Aunque la violencia contra niños abunda en este primer libro, el segundo es todavía más explícito al respecto y se ensaña más con las niñas, violadas y prostituidas cada tanto. Habituadas algunas desde la más tierna infancia, al grado de no recordar la existencia antes de la primera violación; u otras, ya nacidas con el sino de la perversión y perpetradoras de su propia consunción, como en el terrible “Con los pies en el agua”. “Vago espinazo de la noche” se caracteriza por un mayor realismo, aunque tocado, de alguna forma, por un fuerte matiz de extrañeza. El relato “Taciturno” aborda la relación entre dos hermanos por completo opuestos, tocado uno por una muy particular sensibilidad que choca tremendamente con el temperamento guerrillero del mayor, involucrado en una cruenta revuelta estudiantil que podría ser la del ’68. Éste termina por convencer al hermano tierno, poeta, amante de Lorca y de los caracoles, de salir a conocer la realidad del país, con resultados más que inesperados.

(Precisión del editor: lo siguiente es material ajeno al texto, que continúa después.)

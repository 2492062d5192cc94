//! Cloud provider ports
//!
//! The domain talks to the provider only through these traits. Every call
//! carries a `ProviderContext` so region and profile are explicit inputs
//! rather than ambient process state.

use crate::domain::entities::{IngressPermission, InstanceCatalogEntry, SecurityRule};
use crate::error::VawsResult;

/// Provider error code returned when a security group name is already taken.
pub const DUPLICATE_GROUP_CODE: &str = "InvalidGroup.Duplicate";

/// Provider error code returned when a group already has an ingress permission.
pub const DUPLICATE_PERMISSION_CODE: &str = "InvalidPermission.Duplicate";

/// Where and as whom provider calls are made
#[derive(Debug, Clone, PartialEq, Eq)]
pub struct ProviderContext {
    pub region: String,
    pub profile: Option<String>,
}

impl ProviderContext {
    pub fn new(region: impl Into<String>) -> Self {
        Self {
            region: region.into(),
            profile: None,
        }
    }

    pub fn with_profile(mut self, profile: Option<String>) -> Self {
        self.profile = profile;
        self
    }
}

/// Machine type catalog
pub trait InstanceCatalog {
    /// Describe the named instance types. Order of the result is unspecified.
    fn describe_instance_types(
        &self,
        ctx: &ProviderContext,
        instance_types: &[&str],
    ) -> VawsResult<Vec<InstanceCatalogEntry>>;
}

/// Security group management
pub trait SecurityRules {
    /// Id of the group with this name in the VPC, if any.
    fn find_group(
        &self,
        ctx: &ProviderContext,
        vpc_id: &str,
        name: &str,
    ) -> VawsResult<Option<String>>;

    /// Create an empty group and return its id.
    ///
    /// Fails with a provider error carrying [`DUPLICATE_GROUP_CODE`] when the
    /// name is already taken in the VPC.
    fn create_group(
        &self,
        ctx: &ProviderContext,
        vpc_id: &str,
        rule: &SecurityRule,
    ) -> VawsResult<String>;

    /// Add an ingress permission to a group.
    ///
    /// Fails with a provider error carrying [`DUPLICATE_PERMISSION_CODE`]
    /// when the group already has it.
    fn authorize_ingress(
        &self,
        ctx: &ProviderContext,
        group_id: &str,
        permission: &IngressPermission,
    ) -> VawsResult<()>;
}

/// Read-only lookups of account resources
pub trait NetworkInventory {
    fn default_vpc(&self, ctx: &ProviderContext) -> VawsResult<Option<String>>;

    fn subnets(&self, ctx: &ProviderContext, vpc_id: &str) -> VawsResult<Vec<String>>;

    fn key_pairs(&self, ctx: &ProviderContext) -> VawsResult<Vec<String>>;

    fn image_exists(&self, ctx: &ProviderContext, image_id: &str) -> VawsResult<bool>;
}

/// Object storage
pub trait ObjectStorage {
    /// Store `body` at `s3://bucket/key` and return that URI.
    fn put_object(
        &self,
        ctx: &ProviderContext,
        bucket: &str,
        key: &str,
        body: &str,
    ) -> VawsResult<String>;
}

El relato más corto de este libro, “La venganza de Flaubert” habla de un padre omnipresente que sostiene con su hijo (varón) un juego cruel en el que, estando en un lugar determinado, lo envía a buscarlo a otro: “Sin percatarme de lo imposible de la ubicuidad y de su burla, yo me esmeraba en la búsqueda, dispuesto a encontrarlo a como diera lugar.” Hastiado del juego, cuando durante el desayuno el padre cruel lo manda a buscarlo en su habitación, el hijo se levanta diligentemente. Lo que encuentra –nunca se especifica qué– lo llena de ira y rebelión. Cuando retorna a la mesa, desprovisto de temor pero, sobre todo, de respeto, le reclama al padre. Éste, turbado y enrojecido, hace de lado la servilleta con la que se secaba la sonrisa satisfecha y corre a reencontrarse consigo mismo en un acto o posición aberrante. En este, como en ningún otro relato, es posible asomarnos a la turbulenta relación entre Adela y su padre, el que exigía pleitesías que, en algún momento, ella optó por dejar de brindarle.
Adela, aunque prisionera en casa, siempre estuvo rodeada de artistas, amigos de su padre, y es posible conjeturar que tal circunstancia haya contribuido a hacerla tan única como escritora y espectadora del mundo, no el mismo que el de afuera. A los dieciséis años consiguió escapar de la prisión paterna y se reunió con su madre, ya casada con un médico chihuahuense. Adela Fernández y Fernández fue la hija mayor de Emilio Fernández, quien posteriormente engendraría otras dos hijas: Xóchitl Fernández, con Gloria De Valois, y Jacaranda Fernández, con la ya citada Columna Domínguez. Por parte de su madre, Adela tenía otros tres medios hermanos: Gabriela, Cecilia y Enrique. Falleció el 18 de agosto de 2013 a consecuencia de una obstrucción intestinal.